-- What the task asks --
Word for word, repeat all of the entries below.

-- Supplied records --

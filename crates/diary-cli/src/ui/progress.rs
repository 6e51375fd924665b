//! Spinner for slow key-derivation work.

use std::time::Duration;

use indicatif::{ProgressBar, ProgressStyle};

use super::context::UiContext;

/// A stderr spinner shown only on interactive pretty output.
pub struct Spinner {
    bar: Option<ProgressBar>,
}

impl Spinner {
    pub fn start(ctx: &UiContext, message: &str) -> Self {
        if !ctx.allows_animation() {
            return Self { bar: None };
        }
        let bar = ProgressBar::new_spinner();
        if let Ok(style) = ProgressStyle::with_template("{spinner} {msg}") {
            let style = if ctx.unicode {
                style
            } else {
                style.tick_chars("|/-\\ ")
            };
            bar.set_style(style);
        }
        bar.set_message(message.to_string());
        bar.enable_steady_tick(Duration::from_millis(80));
        Self { bar: Some(bar) }
    }

    pub fn finish(self) {
        if let Some(bar) = self.bar {
            bar.finish_and_clear();
        }
    }
}
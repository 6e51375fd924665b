use clap::CommandFactory;
use clap_complete::generate;

use crate::cli::{Cli, CompletionsArgs};

pub fn handle_completions(args: &CompletionsArgs) -> anyhow::Result<()> {
    let mut cmd = Cli::command();
    generate(args.shell, &mut cmd, "diary", &mut std::io::stdout());
    Ok(())
}
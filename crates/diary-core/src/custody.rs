//! Key custody across sign-in and sign-out.
//!
//! The client key is cached (to avoid re-prompting) in a slot separate from the
//! session token. Both slots are written when a session begins and cleared
//! together when it ends. A key without a token is stale and is wiped on
//! restore; a token without a key means the user must unlock again.
//!
//! The secret never leaves this layer except through the backup export.

use std::sync::Mutex;

use zeroize::Zeroizing;

use crate::crypto::{bind_for_use, export_for_backup, import_from_input, CipherHandle, SecretKey};
use crate::error::{DiaryError, Result};

/// Persistent storage for the two session slots.
///
/// Implementations must keep the token and the key in separate entries so that
/// clearing one never silently clears or rewrites the other.
pub trait SessionVault: Send + Sync {
    fn load_token(&self) -> Result<Option<String>>;
    fn store_token(&self, token: &str) -> Result<()>;
    fn clear_token(&self) -> Result<()>;

    /// Load the cached key (base64 export form).
    fn load_key(&self) -> Result<Option<Zeroizing<String>>>;
    fn store_key(&self, encoded_key: &str) -> Result<()>;
    fn clear_key(&self) -> Result<()>;
}

/// In-process vault. Nothing outlives the process.
#[derive(Default)]
pub struct MemoryVault {
    token: Mutex<Option<String>>,
    key: Mutex<Option<Zeroizing<String>>>,
}

impl MemoryVault {
    pub fn new() -> Self {
        Self::default()
    }
}

fn poisoned<T>(_: T) -> DiaryError {
    DiaryError::Storage("session vault lock poisoned".to_string())
}

impl SessionVault for MemoryVault {
    fn load_token(&self) -> Result<Option<String>> {
        Ok(self.token.lock().map_err(poisoned)?.clone())
    }

    fn store_token(&self, token: &str) -> Result<()> {
        *self.token.lock().map_err(poisoned)? = Some(token.to_string());
        Ok(())
    }

    fn clear_token(&self) -> Result<()> {
        *self.token.lock().map_err(poisoned)? = None;
        Ok(())
    }

    fn load_key(&self) -> Result<Option<Zeroizing<String>>> {
        Ok(self.key.lock().map_err(poisoned)?.clone())
    }

    fn store_key(&self, encoded_key: &str) -> Result<()> {
        *self.key.lock().map_err(poisoned)? = Some(Zeroizing::new(encoded_key.to_string()));
        Ok(())
    }

    fn clear_key(&self) -> Result<()> {
        *self.key.lock().map_err(poisoned)? = None;
        Ok(())
    }
}

/// An unlocked session: the auth token plus the bound cipher.
pub struct Session {
    token: String,
    handle: CipherHandle,
}

impl Session {
    pub fn token(&self) -> &str {
        &self.token
    }

    /// The capability used to seal and open entry fields.
    pub fn cipher(&self) -> &CipherHandle {
        &self.handle
    }
}

impl std::fmt::Debug for Session {
    fn fmt(&self, f: &mut std::fmt::Formatter<'_>) -> std::fmt::Result {
        f.debug_struct("Session")
            .field("token", &"[REDACTED]")
            .field("handle", &self.handle)
            .finish()
    }
}

/// Outcome of restoring custody state at startup.
#[derive(Debug)]
pub enum RestoredSession {
    /// Token and key were both present and valid.
    Active(Session),
    /// Signed in, but the key must be re-entered.
    NeedsKey { token: String },
    /// No session.
    SignedOut,
}

/// Orchestrates acquisition, caching and disposal of the client key.
pub struct KeyCustodyManager<V: SessionVault> {
    vault: V,
}

impl<V: SessionVault> KeyCustodyManager<V> {
    pub fn new(vault: V) -> Self {
        Self { vault }
    }

    pub fn vault(&self) -> &V {
        &self.vault
    }

    /// Begin a session: cache the key and the token in their separate slots and
    /// bind the key for use.
    ///
    /// If the token cannot be stored, the key slot is rolled back so no key is
    /// left behind without a token.
    pub fn begin_session(&self, token: &str, secret: &SecretKey) -> Result<Session> {
        if token.trim().is_empty() {
            return Err(DiaryError::Validation(
                "session token cannot be empty".to_string(),
            ));
        }

        let encoded = export_for_backup(secret);
        self.vault.store_key(&encoded)?;
        if let Err(err) = self.vault.store_token(token) {
            if let Err(rollback) = self.vault.clear_key() {
                tracing::warn!(error = %rollback, "failed to roll back cached key");
            }
            return Err(err);
        }

        tracing::debug!("session started");
        Ok(Session {
            token: token.to_string(),
            handle: bind_for_use(secret),
        })
    }

    /// Re-supply the key for an existing sign-in (token present, key missing).
    pub fn unlock(&self, secret: &SecretKey) -> Result<Session> {
        let token = self.vault.load_token()?.ok_or_else(|| {
            DiaryError::NotFound("No active session; sign in first".to_string())
        })?;
        self.begin_session(&token, secret)
    }

    /// Restore custody state, enforcing that the two slots agree.
    pub fn restore(&self) -> Result<RestoredSession> {
        let token = self.vault.load_token()?;
        let key = self.vault.load_key()?;

        match (token, key) {
            (Some(token), Some(encoded)) => match import_from_input(&encoded) {
                Ok(secret) => Ok(RestoredSession::Active(Session {
                    token,
                    handle: bind_for_use(&secret),
                })),
                Err(err) => {
                    tracing::warn!(error = %err, "cached key is unreadable; clearing it");
                    self.vault.clear_key()?;
                    Ok(RestoredSession::NeedsKey { token })
                }
            },
            (Some(token), None) => Ok(RestoredSession::NeedsKey { token }),
            (None, Some(_)) => {
                tracing::warn!("cached key found without a session token; clearing it");
                self.vault.clear_key()?;
                Ok(RestoredSession::SignedOut)
            }
            (None, None) => Ok(RestoredSession::SignedOut),
        }
    }

    /// End a session: release the in-memory key and clear both slots.
    pub fn end_session(&self, mut session: Session) -> Result<()> {
        session.handle.release();
        self.sign_out()
    }

    /// Clear both slots. Both are attempted even if the first fails; the first
    /// error is returned.
    pub fn sign_out(&self) -> Result<()> {
        let key_result = self.vault.clear_key();
        let token_result = self.vault.clear_token();
        tracing::debug!("session cleared");
        key_result.and(token_result)
    }
}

-- Expected output --
filename crates/diary-cli/src/ui/progress.rs
repository 6e51375fd924665b
//! Spinner for slow key-derivation work.

use std::time::Duration;

use indicatif::{ProgressBar, ProgressStyle};

use super::context::UiContext;

/// A stderr spinner shown only on interactive pretty output.
pub struct Spinner {
    bar: Option<ProgressBar>,
}

impl Spinner {
    pub fn start(ctx: &UiContext, message: &str) -> Self {
        if !ctx.allows_animation() {
            return Self { bar: None };
        }
        let bar = ProgressBar::new_spinner();
        if let Ok(style) = ProgressStyle::with_template("{spinner} {msg}") {
            let style = if ctx.unicode {
                style
            } else {
                style.tick_chars("|/-\\ ")
            };
            bar.set_style(style);
        }
        bar.set_message(message.to_string());
        bar.enable_steady_tick(Duration::from_millis(80));
        Self { bar: Some(bar) }
    }

    pub fn finish(self) {
        if let Some(bar) = self.bar {
            bar.finish_and_clear();
        }
    }
}
repository 6e51375fd924665b
use clap::CommandFactory;
use clap_complete::generate;

use crate::cli::{Cli, CompletionsArgs};

pub fn handle_completions(args: &CompletionsArgs) -> anyhow::Result<()> {
    let mut cmd = Cli::command();
    generate(args.shell, &mut cmd, "diary", &mut std::io::stdout());
    Ok(())
}
filename crates/diary-core/src/custody.rs
//! Key custody across sign-in and sign-out.
//!
//! The client key is cached (to avoid re-prompting) in a slot separate from the
//! session token. Both slots are written when a session begins and cleared
//! together when it ends. A key without a token is stale and is wiped on
//! restore; a token without a key means the user must unlock again.
//!
//! The secret never leaves this layer except through the backup export.

use std::sync::Mutex;

use zeroize::Zeroizing;

use crate::crypto::{bind_for_use, export_for_backup, import_from_input, CipherHandle, SecretKey};
use crate::error::{DiaryError, Result};

/// Persistent storage for the two session slots.
///
/// Implementations must keep the token and the key in separate entries so that
/// clearing one never silently clears or rewrites the other.
pub trait SessionVault: Send + Sync {
    fn load_token(&self) -> Result<Option<String>>;
    fn store_token(&self, token: &str) -> Result<()>;
    fn clear_token(&self) -> Result<()>;

    /// Load the cached key (base64 export form).
    fn load_key(&self) -> Result<Option<Zeroizing<String>>>;
    fn store_key(&self, encoded_key: &str) -> Result<()>;
    fn clear_key(&self) -> Result<()>;
}

/// In-process vault. Nothing outlives the process.
#[derive(Default)]
pub struct MemoryVault {
    token: Mutex<Option<String>>,
    key: Mutex<Option<Zeroizing<String>>>,
}

impl MemoryVault {
    pub fn new() -> Self {
        Self::default()
    }
}

fn poisoned<T>(_: T) -> DiaryError {
    DiaryError::Storage("session vault lock poisoned".to_string())
}

impl SessionVault for MemoryVault {
    fn load_token(&self) -> Result<Option<String>> {
        Ok(self.token.lock().map_err(poisoned)?.clone())
    }

    fn store_token(&self, token: &str) -> Result<()> {
        *self.token.lock().map_err(poisoned)? = Some(token.to_string());
        Ok(())
    }

    fn clear_token(&self) -> Result<()> {
        *self.token.lock().map_err(poisoned)? = None;
        Ok(())
    }

    fn load_key(&self) -> Result<Option<Zeroizing<String>>> {
        Ok(self.key.lock().map_err(poisoned)?.clone())
    }

    fn store_key(&self, encoded_key: &str) -> Result<()> {
        *self.key.lock().map_err(poisoned)? = Some(Zeroizing::new(encoded_key.to_string()));
        Ok(())
    }

    fn clear_key(&self) -> Result<()> {
        *self.key.lock().map_err(poisoned)? = None;
        Ok(())
    }
}

/// An unlocked session: the auth token plus the bound cipher.
pub struct Session {
    token: String,
    handle: CipherHandle,
}

impl Session {
    pub fn token(&self) -> &str {
        &self.token
    }

    /// The capability used to seal and open entry fields.
    pub fn cipher(&self) -> &CipherHandle {
        &self.handle
    }
}

impl std::fmt::Debug for Session {
    fn fmt(&self, f: &mut std::fmt::Formatter<'_>) -> std::fmt::Result {
        f.debug_struct("Session")
            .field("token", &"[REDACTED]")
            .field("handle", &self.handle)
            .finish()
    }
}

/// Outcome of restoring custody state at startup.
#[derive(Debug)]
pub enum RestoredSession {
    /// Token and key were both present and valid.
    Active(Session),
    /// Signed in, but the key must be re-entered.
    NeedsKey { token: String },
    /// No session.
    SignedOut,
}

/// Orchestrates acquisition, caching and disposal of the client key.
pub struct KeyCustodyManager<V: SessionVault> {
    vault: V,
}

impl<V: SessionVault> KeyCustodyManager<V> {
    pub fn new(vault: V) -> Self {
        Self { vault }
    }

    pub fn vault(&self) -> &V {
        &self.vault
    }

    /// Begin a session: cache the key and the token in their separate slots and
    /// bind the key for use.
    ///
    /// If the token cannot be stored, the key slot is rolled back so no key is
    /// left behind without a token.
    pub fn begin_session(&self, token: &str, secret: &SecretKey) -> Result<Session> {
        if token.trim().is_empty() {
            return Err(DiaryError::Validation(
                "session token cannot be empty".to_string(),
            ));
        }

        let encoded = export_for_backup(secret);
        self.vault.store_key(&encoded)?;
        if let Err(err) = self.vault.store_token(token) {
            if let Err(rollback) = self.vault.clear_key() {
                tracing::warn!(error = %rollback, "failed to roll back cached key");
            }
            return Err(err);
        }

        tracing::debug!("session started");
        Ok(Session {
            token: token.to_string(),
            handle: bind_for_use(secret),
        })
    }

    /// Re-supply the key for an existing sign-in (token present, key missing).
    pub fn unlock(&self, secret: &SecretKey) -> Result<Session> {
        let token = self.vault.load_token()?.ok_or_else(|| {
            DiaryError::NotFound("No active session; sign in first".to_string())
        })?;
        self.begin_session(&token, secret)
    }

    /// Restore custody state, enforcing that the two slots agree.
    pub fn restore(&self) -> Result<RestoredSession> {
        let token = self.vault.load_token()?;
        let key = self.vault.load_key()?;

        match (token, key) {
            (Some(token), Some(encoded)) => match import_from_input(&encoded) {
                Ok(secret) => Ok(RestoredSession::Active(Session {
                    token,
                    handle: bind_for_use(&secret),
                })),
                Err(err) => {
                    tracing::warn!(error = %err, "cached key is unreadable; clearing it");
                    self.vault.clear_key()?;
                    Ok(RestoredSession::NeedsKey { token })
                }
            },
            (Some(token), None) => Ok(RestoredSession::NeedsKey { token }),
            (None, Some(_)) => {
                tracing::warn!("cached key found without a session token; clearing it");
                self.vault.clear_key()?;
                Ok(RestoredSession::SignedOut)
            }
            (None, None) => Ok(RestoredSession::SignedOut),
        }
    }

    /// End a session: release the in-memory key and clear both slots.
    pub fn end_session(&self, mut session: Session) -> Result<()> {
        session.handle.release();
        self.sign_out()
    }

    /// Clear both slots. Both are attempted even if the first fails; the first
    /// error is returned.
    pub fn sign_out(&self) -> Result<()> {
        let key_result = self.vault.clear_key();
        let token_result = self.vault.clear_token();
        tracing::debug!("session cleared");
        key_result.and(token_result)
    }
}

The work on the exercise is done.